//! Pricing engine for quotation cost calculation
//!
//! Combines a [`PricingCatalog`] with a [`QuotationState`] into monthly and
//! one-time totals plus an itemized breakdown:
//! - Meters: monthly, rate chosen by the TerraAI opt-in
//! - TerraEdge: monthly or one-time, never both
//! - Services: one-time, some with a minimum charge and/or a TerraAI gate
//!
//! Calculation is pure; the same inputs always yield the same quotation.

use crate::core::{EdgeDeviceSelection, PaymentMode, PricingCatalog, QuotationState, ServiceRate};
use serde::{Deserialize, Serialize};
use std::fmt;

/// Pricing rule of a service line, keyed by service identity.
///
/// The set is closed: a service identity without a rule is never priced,
/// and is reported through [`PricingWarning::UnknownService`].
#[derive(Debug, Clone, Copy, PartialEq, Eq)]
pub enum ServiceRule {
    /// rate x quantity (mimics pages)
    FlatPerUnit,
    /// max(rate x quantity, minimum), only with TerraAI (AI philosophy)
    FlooredAiGated,
    /// max(rate x quantity, minimum) (initialization & commissioning)
    Floored,
}

impl ServiceRule {
    pub fn for_id(id: &str) -> Option<Self> {
        match id {
            "s1" => Some(ServiceRule::FlatPerUnit),
            "s2" => Some(ServiceRule::FlooredAiGated),
            "s3" => Some(ServiceRule::Floored),
            _ => None,
        }
    }

    /// Whether the line may be selected without TerraAI
    pub fn requires_ai(self) -> bool {
        matches!(self, ServiceRule::FlooredAiGated)
    }

    /// Charge for `quantity` units, or `None` when the TerraAI gate is closed
    pub fn charge(self, service: &ServiceRate, quantity: u32, ai_opt_in: bool) -> Option<ServiceCharge> {
        let base = service.rate * f64::from(quantity);
        match self {
            ServiceRule::FlatPerUnit => Some(ServiceCharge {
                amount: base,
                minimum_applied: false,
            }),
            ServiceRule::FlooredAiGated if !ai_opt_in => None,
            ServiceRule::FlooredAiGated | ServiceRule::Floored => {
                let minimum = service.minimum.unwrap_or(0.0);
                Some(ServiceCharge {
                    amount: base.max(minimum),
                    minimum_applied: base < minimum,
                })
            }
        }
    }
}

/// Result of pricing one service line
#[derive(Debug, Clone, Copy, PartialEq)]
pub struct ServiceCharge {
    pub amount: f64,
    /// The floor raised the charge (rate x quantity < minimum)
    pub minimum_applied: bool,
}

/// Priced meter line (quantity > 0 only)
#[derive(Debug, Clone, PartialEq, Serialize, Deserialize)]
pub struct MeterLineItem {
    pub id: String,
    pub name: String,
    pub quantity: u32,
    pub rate: f64,
    pub total: f64,
}

/// Priced TerraEdge line (present only when the device is required)
#[derive(Debug, Clone, PartialEq, Serialize, Deserialize)]
pub struct EdgeLineItem {
    /// Quantity after clamping to at least 1
    pub quantity: u32,
    pub payment: PaymentMode,
    pub rate: f64,
    pub total: f64,
}

/// Priced service line (non-zero cost only)
#[derive(Debug, Clone, PartialEq, Serialize, Deserialize)]
pub struct ServiceLineItem {
    pub id: String,
    pub name: String,
    pub quantity: u32,
    pub rate: f64,
    pub unit: Option<String>,
    pub total: f64,
    pub minimum_applied: bool,
}

/// Selections that could not be priced as entered
#[derive(Debug, Clone, PartialEq, Eq, Serialize, Deserialize)]
#[serde(tag = "kind", content = "id", rename_all = "snake_case")]
pub enum PricingWarning {
    /// Selected, but TerraAI is not opted in; quoted at zero
    ServiceRequiresAi(String),
    /// Selected service has no catalog entry or no pricing rule; quoted at zero
    UnknownService(String),
    /// Meter quantity for an identity missing from the catalog; ignored
    UnknownMeter(String),
}

impl fmt::Display for PricingWarning {
    fn fmt(&self, f: &mut fmt::Formatter<'_>) -> fmt::Result {
        match self {
            PricingWarning::ServiceRequiresAi(id) => {
                write!(f, "service {id} requires TerraAI and is not charged")
            }
            PricingWarning::UnknownService(id) => {
                write!(f, "service {id} has no pricing rule and is not charged")
            }
            PricingWarning::UnknownMeter(id) => write!(f, "meter {id} is not in the price list"),
        }
    }
}

/// Cost totals, recomputed on every change and never stored
#[derive(Debug, Clone, Copy, Default, PartialEq, Serialize, Deserialize)]
pub struct QuotationTotals {
    pub meter_monthly: f64,
    pub edge_monthly: f64,
    pub edge_one_time: f64,
    pub service_one_time: f64,
    pub total_monthly: f64,
    pub total_one_time: f64,
}

/// Full calculation result used for display and export
#[derive(Debug, Clone, Default, PartialEq, Serialize, Deserialize)]
pub struct Quotation {
    pub totals: QuotationTotals,
    pub meters: Vec<MeterLineItem>,
    pub edge: Option<EdgeLineItem>,
    pub services: Vec<ServiceLineItem>,
    pub warnings: Vec<PricingWarning>,
}

/// Pricing engine that calculates quotation costs
pub struct PricingEngine {
    catalog: PricingCatalog,
}

impl PricingEngine {
    /// Create a new pricing engine with the given catalog
    pub fn new(catalog: &PricingCatalog) -> Self {
        Self {
            catalog: catalog.clone(),
        }
    }

    /// Replace the catalog (e.g. after an admin edit)
    pub fn update_catalog(&mut self, catalog: &PricingCatalog) {
        self.catalog = catalog.clone();
    }

    pub fn catalog(&self) -> &PricingCatalog {
        &self.catalog
    }

    /// Price the given selections
    pub fn calculate(&self, state: &QuotationState) -> Quotation {
        let mut warnings = Vec::new();

        let meters = self.meter_lines(state, &mut warnings);
        let meter_monthly = meters.iter().fold(0.0, |acc, m| acc + m.total);

        let edge = edge_line(&self.catalog, &state.edge);
        let (edge_monthly, edge_one_time) = match &edge {
            Some(line) if line.payment == PaymentMode::Monthly => (line.total, 0.0),
            Some(line) => (0.0, line.total),
            None => (0.0, 0.0),
        };

        let services = self.service_lines(state, &mut warnings);
        let service_one_time = services.iter().fold(0.0, |acc, s| acc + s.total);

        let totals = QuotationTotals {
            meter_monthly,
            edge_monthly,
            edge_one_time,
            service_one_time,
            total_monthly: meter_monthly + edge_monthly,
            total_one_time: edge_one_time + service_one_time,
        };

        log::debug!(
            "Recomputed quotation: monthly {:.2}, one-time {:.2}, {} warning(s)",
            totals.total_monthly,
            totals.total_one_time,
            warnings.len()
        );

        Quotation {
            totals,
            meters,
            edge,
            services,
            warnings,
        }
    }

    fn meter_lines(&self, state: &QuotationState, warnings: &mut Vec<PricingWarning>) -> Vec<MeterLineItem> {
        for (id, quantity) in &state.meter_quantities {
            if *quantity > 0 && self.catalog.meter(id).is_none() {
                warnings.push(PricingWarning::UnknownMeter(id.clone()));
            }
        }

        self.catalog
            .meters
            .iter()
            .filter_map(|meter| {
                let quantity = state.meter_quantity(&meter.id);
                if quantity == 0 {
                    return None;
                }
                let rate = meter.rate(state.ai_opt_in);
                Some(MeterLineItem {
                    id: meter.id.clone(),
                    name: meter.name.clone(),
                    quantity,
                    rate,
                    total: rate * f64::from(quantity),
                })
            })
            .collect()
    }

    fn service_lines(&self, state: &QuotationState, warnings: &mut Vec<PricingWarning>) -> Vec<ServiceLineItem> {
        for (id, selection) in &state.services {
            if selection.selected && self.catalog.service(id).is_none() {
                warnings.push(PricingWarning::UnknownService(id.clone()));
            }
        }

        let mut lines = Vec::new();
        for service in &self.catalog.services {
            let selection = state.service(&service.id);
            if !selection.selected {
                continue;
            }

            let Some(rule) = ServiceRule::for_id(&service.id) else {
                warnings.push(PricingWarning::UnknownService(service.id.clone()));
                continue;
            };

            let Some(charge) = rule.charge(service, selection.quantity, state.ai_opt_in) else {
                warnings.push(PricingWarning::ServiceRequiresAi(service.id.clone()));
                continue;
            };

            if charge.amount == 0.0 {
                continue;
            }

            lines.push(ServiceLineItem {
                id: service.id.clone(),
                name: service.name.clone(),
                quantity: selection.quantity,
                rate: service.rate,
                unit: service.unit.clone(),
                total: charge.amount,
                minimum_applied: charge.minimum_applied,
            });
        }
        lines
    }
}

fn edge_line(catalog: &PricingCatalog, edge: &EdgeDeviceSelection) -> Option<EdgeLineItem> {
    if !edge.required {
        return None;
    }
    let quantity = edge.quantity.max(1);
    let rate = catalog.edge_device.rate(edge.payment);
    Some(EdgeLineItem {
        quantity,
        payment: edge.payment,
        rate,
        total: rate * f64::from(quantity),
    })
}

_THE PROBLEM_
Copy each line of the preceding material that contains "Option".

_RESPONSE BOX_
    pub fn for_id(id: &str) -> Option<Self> {
    pub fn charge(self, service: &ServiceRate, quantity: u32, ai_opt_in: bool) -> Option<ServiceCharge> {
    pub unit: Option<String>,
    pub edge: Option<EdgeLineItem>,
fn edge_line(catalog: &PricingCatalog, edge: &EdgeDeviceSelection) -> Option<EdgeLineItem> {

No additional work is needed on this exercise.